Sie waren zu zehnt gewesen. Eine Woche Heli-Skiing. Ein letzter Lauf am vorletzten Urlaubstag. Die Bedingungen schienen perfekt zu sein, der Bergführer hatte sein Okay gegeben, und so war der Helikopter gestartet. Keine zwei Stunden später lebten nur noch zwei Menschen aus der Gruppe.
Cosima hatte überlebt. Andreas nicht.
Kristian hatte zuerst Cosima gerettet. Diese Entscheidung verfolgte ihn.
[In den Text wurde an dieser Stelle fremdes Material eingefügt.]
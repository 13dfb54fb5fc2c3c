//! # Run Configuration
//!
//! Explicit configuration passed into the orchestrator at startup.
//! There is no process-wide mutable state: everything a run needs is
//! carried in a [`MillConfig`] value, with environment-variable
//! overrides available through [`MillConfig::from_env`].

use std::path::PathBuf;

use crate::constants::{
    DEFAULT_SHARD_DIR, DEFAULT_SHARD_SUFFIX, DEFAULT_STAGGER_MS, DEFAULT_WORKER_COUNT,
};
use crate::error::{Result, ShardmillError};

/// Configuration for one annotation run.
#[derive(Debug, Clone)]
pub struct MillConfig {
    /// Logical database name in the document store.
    pub database: String,
    /// Collection to read records from.
    pub collection: String,
    /// Number of parallel shard workers (one partition each).
    pub worker_count: usize,
    /// Delay between consecutive worker starts, in milliseconds.
    pub stagger_ms: u64,
    /// Directory shard files are written into.
    pub shard_dir: PathBuf,
    /// Filename suffix for shard files.
    pub shard_suffix: String,
    /// Optional per-worker timeout; a worker exceeding it fails its own
    /// partition without disturbing siblings.
    pub worker_timeout_ms: Option<u64>,
}

impl Default for MillConfig {
    fn default() -> Self {
        Self {
            database: "tweets".to_string(),
            collection: "tw_raw".to_string(),
            worker_count: DEFAULT_WORKER_COUNT,
            stagger_ms: DEFAULT_STAGGER_MS,
            shard_dir: PathBuf::from(DEFAULT_SHARD_DIR),
            shard_suffix: DEFAULT_SHARD_SUFFIX.to_string(),
            worker_timeout_ms: None,
        }
    }
}

impl MillConfig {
    /// Build a configuration from defaults plus environment overrides.
    pub fn from_env() -> Result<Self> {
        let mut config = Self::default();

        if let Ok(database) = std::env::var("SHARDMILL_DATABASE") {
            config.database = database;
        }

        if let Ok(collection) = std::env::var("SHARDMILL_COLLECTION") {
            config.collection = collection;
        }

        if let Ok(workers) = std::env::var("SHARDMILL_WORKERS") {
            config.worker_count = workers.parse().map_err(|e| {
                ShardmillError::configuration(format!("Invalid SHARDMILL_WORKERS: {e}"))
            })?;
        }

        if let Ok(stagger) = std::env::var("SHARDMILL_STAGGER_MS") {
            config.stagger_ms = stagger.parse().map_err(|e| {
                ShardmillError::configuration(format!("Invalid SHARDMILL_STAGGER_MS: {e}"))
            })?;
        }

        if let Ok(dir) = std::env::var("SHARDMILL_SHARD_DIR") {
            config.shard_dir = PathBuf::from(dir);
        }

        if let Ok(timeout) = std::env::var("SHARDMILL_WORKER_TIMEOUT_MS") {
            config.worker_timeout_ms = Some(timeout.parse().map_err(|e| {
                ShardmillError::configuration(format!("Invalid SHARDMILL_WORKER_TIMEOUT_MS: {e}"))
            })?);
        }

        config.validate()?;
        Ok(config)
    }

    /// Reject configurations no run can start from.
    pub fn validate(&self) -> Result<()> {
        if self.worker_count == 0 {
            return Err(ShardmillError::configuration(
                "worker_count must be at least 1",
            ));
        }
        if self.shard_suffix.is_empty() {
            return Err(ShardmillError::configuration(
                "shard_suffix must not be empty",
            ));
        }
        Ok(())
    }
}
//! Creation-timestamp parsing.
//!
//! Source records carry `created_at` as a fixed-format string like
//! `Wed Aug 27 13:08:45 +0000 2008`. This transform parses it into a
//! Unix timestamp in seconds. A string that does not match the format
//! is fatal to the whole worker, not filtered.

use chrono::DateTime;
use serde_json::json;

use crate::error::{Result, ShardmillError};
use crate::record::Record;

use super::{Outcome, Transform};

/// The fixed `created_at` format: 3-letter weekday, 3-letter month,
/// day, time, UTC offset, 4-digit year.
pub const CREATED_AT_FORMAT: &str = "%a %b %d %H:%M:%S %z %Y";

/// Parse the fixed-format `created_at` string into Unix seconds.
pub fn parse_created_at(created_at: &str) -> Result<f64> {
    let parsed = DateTime::parse_from_str(created_at, CREATED_AT_FORMAT).map_err(|e| {
        ShardmillError::malformed(format!("created_at '{created_at}' does not parse: {e}"))
    })?;
    Ok(parsed.timestamp() as f64 + f64::from(parsed.timestamp_subsec_millis()) / 1000.0)
}

/// Emits `{id, created_at_parsed}` per record.
#[derive(Debug, Clone, Copy, Default)]
pub struct ParseCreatedAt;

impl Transform for ParseCreatedAt {
    fn name(&self) -> &'static str {
        "parse_created_at"
    }

    fn projection(&self) -> Option<Vec<String>> {
        Some(vec!["id".to_string(), "created_at".to_string()])
    }

    fn required_paths(&self) -> Vec<String> {
        vec!["id".to_string(), "created_at".to_string()]
    }

    fn apply(&self, record: &Record) -> Result<Outcome> {
        let id = record.id_at("id")?;
        let created_at = record
            .str_at("created_at")
            .ok_or_else(|| ShardmillError::malformed("created_at is not a string"))?;
        let timestamp = parse_created_at(created_at)?;
        Ok(Outcome::Emit(json!({
            "id": id,
            "created_at_parsed": timestamp,
        })))
    }
}

#[cfg(test)]
mod tests {
    use super::*;
    use chrono::{Datelike, TimeZone, Timelike, Utc};
    use serde_json::json;

    #[test]
    fn test_round_trip_reference_timestamp() {
        let timestamp = parse_created_at("Wed Aug 27 13:08:45 +0000 2008").unwrap();
        let reconstructed = Utc.timestamp_opt(timestamp as i64, 0).unwrap();
        assert_eq!(reconstructed.year(), 2008);
        assert_eq!(reconstructed.month(), 8);
        assert_eq!(reconstructed.day(), 27);
        assert_eq!(reconstructed.hour(), 13);
        assert_eq!(reconstructed.minute(), 8);
        assert_eq!(reconstructed.second(), 45);
    }

    #[test]
    fn test_non_utc_offset_is_honored() {
        let with_offset = parse_created_at("Wed Aug 27 13:08:45 +0200 2008").unwrap();
        let utc = parse_created_at("Wed Aug 27 13:08:45 +0000 2008").unwrap();
        assert_eq!((utc - with_offset) as i64, 2 * 3600);
    }

    #[test]
    fn test_malformed_timestamp_is_fatal() {
        assert!(matches!(
            parse_created_at("2008-08-27T13:08:45Z"),
            Err(ShardmillError::MalformedRecord { .. })
        ));
    }

    #[test]
    fn test_emitted_fields() {
        let record = Record::new(json!({
            "id": 123,
            "created_at": "Wed Aug 27 13:08:45 +0000 2008",
        }));
        let outcome = ParseCreatedAt.apply(&record).unwrap();
        match outcome {
            Outcome::Emit(value) => {
                assert_eq!(value["id"], json!(123));
                assert!(value["created_at_parsed"].is_f64());
            }
            Outcome::Filtered => panic!("expected an emitted record"),
        }
    }
}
Dabei hatte er Cosima nie gemocht. Für ihn war sie nichts als ein oberflächliches Partygirl. Gleich beim ersten Treffen hatte er diesen Eindruck von ihr gehabt, und nichts, was sie in den nächsten zwei Jahren gesagt oder getan hatte, konnte seine Meinung ändern. Andreas hatte nur ihre Eleganz und ihre Schönheit gesehen, aber … Andreas hatte etwas Besseres verdient.
Er brauchte unbedingt Erleichterung von diesen Gedanken. Mühevoll drehte Kristian sich auf den Bauch, um in der Schublade des Nachttischs nachzusehen. Vielleicht lagen die Pillen ja dort … Nein, nichts. Aber da war noch immer die Schachtel, die er unter der Matratze versteckte …
Im gleichen Moment öffnete sich die Schlafzimmertür.
„Sie sind noch wach.“
Die gute alte Hatchet. Machte wohl ihre nächtliche Runde. „Können Sie die Krankenhausroutine nicht ablegen?“ Er rollte sich auf den Rücken zurück und setzte sich umständlich auf.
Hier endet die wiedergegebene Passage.